_TASK TO CARRY OUT_
Across the entries below, count the lines in which the word "Copy" occurs. Reply with the count alone.

_Stored data entries_
* * *

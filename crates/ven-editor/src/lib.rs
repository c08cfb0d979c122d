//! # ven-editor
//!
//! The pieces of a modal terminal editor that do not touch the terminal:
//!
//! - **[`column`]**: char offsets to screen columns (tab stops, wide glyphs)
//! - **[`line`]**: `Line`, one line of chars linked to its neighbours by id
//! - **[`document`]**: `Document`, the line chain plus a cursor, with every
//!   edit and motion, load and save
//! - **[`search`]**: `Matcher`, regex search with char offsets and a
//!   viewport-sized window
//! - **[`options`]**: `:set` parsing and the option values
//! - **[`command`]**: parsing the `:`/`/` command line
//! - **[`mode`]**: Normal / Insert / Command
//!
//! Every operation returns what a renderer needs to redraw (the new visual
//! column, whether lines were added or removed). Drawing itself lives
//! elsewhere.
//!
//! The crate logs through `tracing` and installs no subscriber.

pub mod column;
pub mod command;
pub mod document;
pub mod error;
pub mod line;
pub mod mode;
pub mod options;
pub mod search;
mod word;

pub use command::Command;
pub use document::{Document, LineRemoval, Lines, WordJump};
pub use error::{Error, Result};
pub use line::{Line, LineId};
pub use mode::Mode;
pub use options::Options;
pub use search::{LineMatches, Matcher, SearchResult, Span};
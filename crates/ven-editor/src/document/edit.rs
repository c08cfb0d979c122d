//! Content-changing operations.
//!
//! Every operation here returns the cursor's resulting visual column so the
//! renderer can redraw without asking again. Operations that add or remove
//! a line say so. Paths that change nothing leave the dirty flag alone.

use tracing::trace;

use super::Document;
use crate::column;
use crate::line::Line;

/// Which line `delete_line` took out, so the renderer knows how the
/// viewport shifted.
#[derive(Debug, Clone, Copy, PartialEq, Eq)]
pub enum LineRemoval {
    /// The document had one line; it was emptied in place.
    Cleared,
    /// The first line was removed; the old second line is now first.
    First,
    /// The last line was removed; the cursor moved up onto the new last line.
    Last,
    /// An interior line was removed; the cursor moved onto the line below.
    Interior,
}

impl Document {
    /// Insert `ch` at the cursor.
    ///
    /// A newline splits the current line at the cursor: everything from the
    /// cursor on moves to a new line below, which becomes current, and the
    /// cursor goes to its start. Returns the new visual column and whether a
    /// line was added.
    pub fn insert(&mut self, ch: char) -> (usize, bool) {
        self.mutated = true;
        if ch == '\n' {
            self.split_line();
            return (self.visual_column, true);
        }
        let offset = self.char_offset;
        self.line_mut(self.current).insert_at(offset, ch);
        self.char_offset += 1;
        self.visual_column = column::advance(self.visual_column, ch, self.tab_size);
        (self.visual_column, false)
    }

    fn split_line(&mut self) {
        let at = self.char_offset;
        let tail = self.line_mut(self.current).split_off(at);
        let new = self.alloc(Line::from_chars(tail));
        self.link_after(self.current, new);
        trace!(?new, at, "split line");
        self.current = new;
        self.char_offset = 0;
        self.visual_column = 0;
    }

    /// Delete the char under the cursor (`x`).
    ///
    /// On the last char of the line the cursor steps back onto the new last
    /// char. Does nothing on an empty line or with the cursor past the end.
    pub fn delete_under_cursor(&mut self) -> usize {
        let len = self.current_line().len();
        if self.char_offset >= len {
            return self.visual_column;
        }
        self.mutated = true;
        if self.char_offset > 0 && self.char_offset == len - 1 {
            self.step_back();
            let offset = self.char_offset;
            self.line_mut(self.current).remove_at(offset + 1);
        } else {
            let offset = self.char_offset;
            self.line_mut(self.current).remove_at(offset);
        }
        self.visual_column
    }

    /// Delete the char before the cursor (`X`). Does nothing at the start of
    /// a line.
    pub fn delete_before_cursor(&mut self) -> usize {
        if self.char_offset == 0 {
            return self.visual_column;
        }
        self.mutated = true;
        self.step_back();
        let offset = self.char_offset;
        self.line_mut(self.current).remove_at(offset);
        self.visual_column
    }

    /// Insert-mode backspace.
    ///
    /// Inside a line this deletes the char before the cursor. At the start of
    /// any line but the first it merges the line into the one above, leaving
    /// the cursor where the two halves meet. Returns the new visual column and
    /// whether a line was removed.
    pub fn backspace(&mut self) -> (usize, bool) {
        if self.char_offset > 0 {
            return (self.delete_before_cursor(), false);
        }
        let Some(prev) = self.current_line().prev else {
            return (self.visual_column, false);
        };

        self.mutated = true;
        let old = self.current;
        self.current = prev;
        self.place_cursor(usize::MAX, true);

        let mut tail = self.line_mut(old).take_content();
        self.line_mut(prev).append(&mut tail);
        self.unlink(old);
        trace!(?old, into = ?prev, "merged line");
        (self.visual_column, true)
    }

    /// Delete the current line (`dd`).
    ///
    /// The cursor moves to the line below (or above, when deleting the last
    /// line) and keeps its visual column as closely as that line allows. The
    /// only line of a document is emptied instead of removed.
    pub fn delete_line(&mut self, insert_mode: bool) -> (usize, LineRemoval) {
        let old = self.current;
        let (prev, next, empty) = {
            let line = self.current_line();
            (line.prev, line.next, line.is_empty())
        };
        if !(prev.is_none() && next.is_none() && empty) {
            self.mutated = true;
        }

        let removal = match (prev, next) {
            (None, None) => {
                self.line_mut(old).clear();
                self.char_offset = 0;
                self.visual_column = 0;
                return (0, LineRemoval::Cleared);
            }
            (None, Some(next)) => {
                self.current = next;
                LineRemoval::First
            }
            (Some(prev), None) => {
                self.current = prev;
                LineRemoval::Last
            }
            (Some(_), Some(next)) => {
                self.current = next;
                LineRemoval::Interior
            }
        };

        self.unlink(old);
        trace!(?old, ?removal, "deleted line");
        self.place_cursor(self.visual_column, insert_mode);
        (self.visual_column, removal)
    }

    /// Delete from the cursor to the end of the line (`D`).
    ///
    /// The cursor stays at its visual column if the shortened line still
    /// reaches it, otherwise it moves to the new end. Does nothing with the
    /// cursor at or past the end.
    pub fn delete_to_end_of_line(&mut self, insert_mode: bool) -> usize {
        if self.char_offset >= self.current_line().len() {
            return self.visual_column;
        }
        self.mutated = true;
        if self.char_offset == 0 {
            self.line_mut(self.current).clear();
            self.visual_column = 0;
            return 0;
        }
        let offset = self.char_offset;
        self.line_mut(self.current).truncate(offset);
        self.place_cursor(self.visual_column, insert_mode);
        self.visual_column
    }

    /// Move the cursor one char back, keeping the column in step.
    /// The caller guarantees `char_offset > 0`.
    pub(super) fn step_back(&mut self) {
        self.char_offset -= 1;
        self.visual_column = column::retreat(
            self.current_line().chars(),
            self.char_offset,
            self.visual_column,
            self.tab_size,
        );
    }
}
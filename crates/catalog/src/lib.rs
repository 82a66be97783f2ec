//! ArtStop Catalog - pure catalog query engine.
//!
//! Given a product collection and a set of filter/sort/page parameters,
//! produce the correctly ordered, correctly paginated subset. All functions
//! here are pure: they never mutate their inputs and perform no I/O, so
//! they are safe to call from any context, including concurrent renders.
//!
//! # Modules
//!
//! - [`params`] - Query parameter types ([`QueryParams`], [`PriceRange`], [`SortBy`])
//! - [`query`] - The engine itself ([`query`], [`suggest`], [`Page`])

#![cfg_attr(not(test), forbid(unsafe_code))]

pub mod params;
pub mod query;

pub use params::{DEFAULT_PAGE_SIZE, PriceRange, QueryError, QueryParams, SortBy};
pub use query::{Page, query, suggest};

* * *

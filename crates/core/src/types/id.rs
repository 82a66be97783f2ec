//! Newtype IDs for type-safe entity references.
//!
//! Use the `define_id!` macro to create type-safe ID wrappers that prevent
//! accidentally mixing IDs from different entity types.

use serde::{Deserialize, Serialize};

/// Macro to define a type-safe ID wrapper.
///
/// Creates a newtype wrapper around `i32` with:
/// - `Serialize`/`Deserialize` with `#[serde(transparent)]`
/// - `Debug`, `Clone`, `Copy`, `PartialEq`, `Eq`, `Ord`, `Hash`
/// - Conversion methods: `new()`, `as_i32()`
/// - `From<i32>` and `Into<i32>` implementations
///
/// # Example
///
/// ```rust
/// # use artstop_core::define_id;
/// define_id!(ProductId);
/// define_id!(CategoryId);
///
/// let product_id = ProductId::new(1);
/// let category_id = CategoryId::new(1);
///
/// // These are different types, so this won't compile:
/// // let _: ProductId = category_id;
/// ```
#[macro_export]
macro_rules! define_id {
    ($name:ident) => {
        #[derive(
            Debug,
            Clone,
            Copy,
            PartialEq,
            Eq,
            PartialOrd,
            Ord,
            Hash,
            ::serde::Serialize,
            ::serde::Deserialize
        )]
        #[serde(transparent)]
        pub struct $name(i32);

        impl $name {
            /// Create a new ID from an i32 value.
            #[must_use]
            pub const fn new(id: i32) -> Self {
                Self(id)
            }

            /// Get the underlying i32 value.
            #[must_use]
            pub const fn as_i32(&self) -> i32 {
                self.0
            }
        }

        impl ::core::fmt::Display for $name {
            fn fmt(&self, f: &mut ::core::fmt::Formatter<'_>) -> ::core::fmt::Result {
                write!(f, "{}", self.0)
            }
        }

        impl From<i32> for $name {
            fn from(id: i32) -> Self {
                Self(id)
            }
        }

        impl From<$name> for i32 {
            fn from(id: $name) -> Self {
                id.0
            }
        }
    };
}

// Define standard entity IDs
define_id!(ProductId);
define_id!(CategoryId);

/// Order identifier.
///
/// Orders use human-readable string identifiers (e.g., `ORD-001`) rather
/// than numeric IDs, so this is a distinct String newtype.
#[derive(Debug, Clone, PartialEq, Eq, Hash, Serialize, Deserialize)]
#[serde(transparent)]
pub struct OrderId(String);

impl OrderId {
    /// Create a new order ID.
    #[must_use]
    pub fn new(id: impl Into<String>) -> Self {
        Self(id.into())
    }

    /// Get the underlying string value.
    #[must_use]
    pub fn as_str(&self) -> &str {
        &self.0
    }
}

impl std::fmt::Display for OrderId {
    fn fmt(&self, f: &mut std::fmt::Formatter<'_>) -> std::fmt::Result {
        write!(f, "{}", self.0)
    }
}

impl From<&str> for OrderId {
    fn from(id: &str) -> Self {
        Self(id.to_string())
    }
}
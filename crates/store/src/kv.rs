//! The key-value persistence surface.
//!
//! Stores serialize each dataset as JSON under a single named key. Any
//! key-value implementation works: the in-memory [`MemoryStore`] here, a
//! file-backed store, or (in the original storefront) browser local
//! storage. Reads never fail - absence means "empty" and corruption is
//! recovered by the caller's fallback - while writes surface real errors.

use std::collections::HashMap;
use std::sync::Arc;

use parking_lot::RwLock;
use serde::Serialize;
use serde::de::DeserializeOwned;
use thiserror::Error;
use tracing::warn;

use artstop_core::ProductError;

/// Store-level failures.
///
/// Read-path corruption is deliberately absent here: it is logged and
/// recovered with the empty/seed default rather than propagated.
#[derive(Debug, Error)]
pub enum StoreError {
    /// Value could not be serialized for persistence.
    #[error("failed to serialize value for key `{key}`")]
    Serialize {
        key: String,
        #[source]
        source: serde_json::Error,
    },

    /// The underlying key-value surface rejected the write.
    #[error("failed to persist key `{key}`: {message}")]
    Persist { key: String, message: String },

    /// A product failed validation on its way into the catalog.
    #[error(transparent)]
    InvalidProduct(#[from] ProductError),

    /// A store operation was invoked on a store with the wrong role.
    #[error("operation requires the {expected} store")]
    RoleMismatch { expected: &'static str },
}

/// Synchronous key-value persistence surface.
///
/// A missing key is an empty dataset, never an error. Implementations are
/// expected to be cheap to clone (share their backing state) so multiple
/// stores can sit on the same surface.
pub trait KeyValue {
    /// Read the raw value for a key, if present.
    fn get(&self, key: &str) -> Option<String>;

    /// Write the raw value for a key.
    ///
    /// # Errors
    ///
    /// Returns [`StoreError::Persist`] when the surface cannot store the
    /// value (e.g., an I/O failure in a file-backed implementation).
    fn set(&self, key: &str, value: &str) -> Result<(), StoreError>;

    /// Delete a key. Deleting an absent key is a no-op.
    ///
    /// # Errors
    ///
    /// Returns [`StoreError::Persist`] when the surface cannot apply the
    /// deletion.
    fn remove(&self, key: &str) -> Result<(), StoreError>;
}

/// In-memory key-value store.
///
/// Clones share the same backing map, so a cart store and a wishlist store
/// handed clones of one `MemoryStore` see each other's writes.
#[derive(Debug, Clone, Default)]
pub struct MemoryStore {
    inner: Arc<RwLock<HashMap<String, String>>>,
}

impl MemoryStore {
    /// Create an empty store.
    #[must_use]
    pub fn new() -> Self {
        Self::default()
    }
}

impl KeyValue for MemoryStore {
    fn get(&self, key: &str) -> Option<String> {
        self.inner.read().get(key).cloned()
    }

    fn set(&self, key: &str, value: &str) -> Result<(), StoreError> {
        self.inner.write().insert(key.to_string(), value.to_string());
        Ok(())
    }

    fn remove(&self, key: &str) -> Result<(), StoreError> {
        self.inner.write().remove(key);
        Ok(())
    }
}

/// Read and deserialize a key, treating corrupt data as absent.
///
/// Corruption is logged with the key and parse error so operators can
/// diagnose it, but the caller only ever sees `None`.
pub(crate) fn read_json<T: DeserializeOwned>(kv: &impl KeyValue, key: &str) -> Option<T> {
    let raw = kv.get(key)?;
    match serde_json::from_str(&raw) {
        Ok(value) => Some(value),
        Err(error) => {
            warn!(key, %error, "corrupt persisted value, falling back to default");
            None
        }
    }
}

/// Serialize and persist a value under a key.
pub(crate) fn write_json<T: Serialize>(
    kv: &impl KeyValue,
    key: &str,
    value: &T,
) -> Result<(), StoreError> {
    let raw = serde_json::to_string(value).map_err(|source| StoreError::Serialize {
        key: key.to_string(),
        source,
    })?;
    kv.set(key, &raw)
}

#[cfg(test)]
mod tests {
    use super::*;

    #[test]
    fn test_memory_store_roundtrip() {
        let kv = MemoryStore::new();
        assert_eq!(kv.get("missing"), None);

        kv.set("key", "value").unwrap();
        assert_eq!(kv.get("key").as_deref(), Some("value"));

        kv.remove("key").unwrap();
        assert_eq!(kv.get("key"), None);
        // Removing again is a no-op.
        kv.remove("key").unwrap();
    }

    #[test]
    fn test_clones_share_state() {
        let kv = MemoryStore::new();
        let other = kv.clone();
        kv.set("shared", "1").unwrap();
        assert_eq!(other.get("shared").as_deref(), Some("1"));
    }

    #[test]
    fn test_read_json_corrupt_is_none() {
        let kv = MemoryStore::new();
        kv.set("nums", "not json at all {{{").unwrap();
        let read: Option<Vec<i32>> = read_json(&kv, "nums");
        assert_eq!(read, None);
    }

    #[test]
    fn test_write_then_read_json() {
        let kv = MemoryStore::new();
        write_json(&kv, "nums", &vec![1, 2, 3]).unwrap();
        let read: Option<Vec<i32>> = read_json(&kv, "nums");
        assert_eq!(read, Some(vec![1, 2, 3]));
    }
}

* * *

_ANSWER SECTION_
3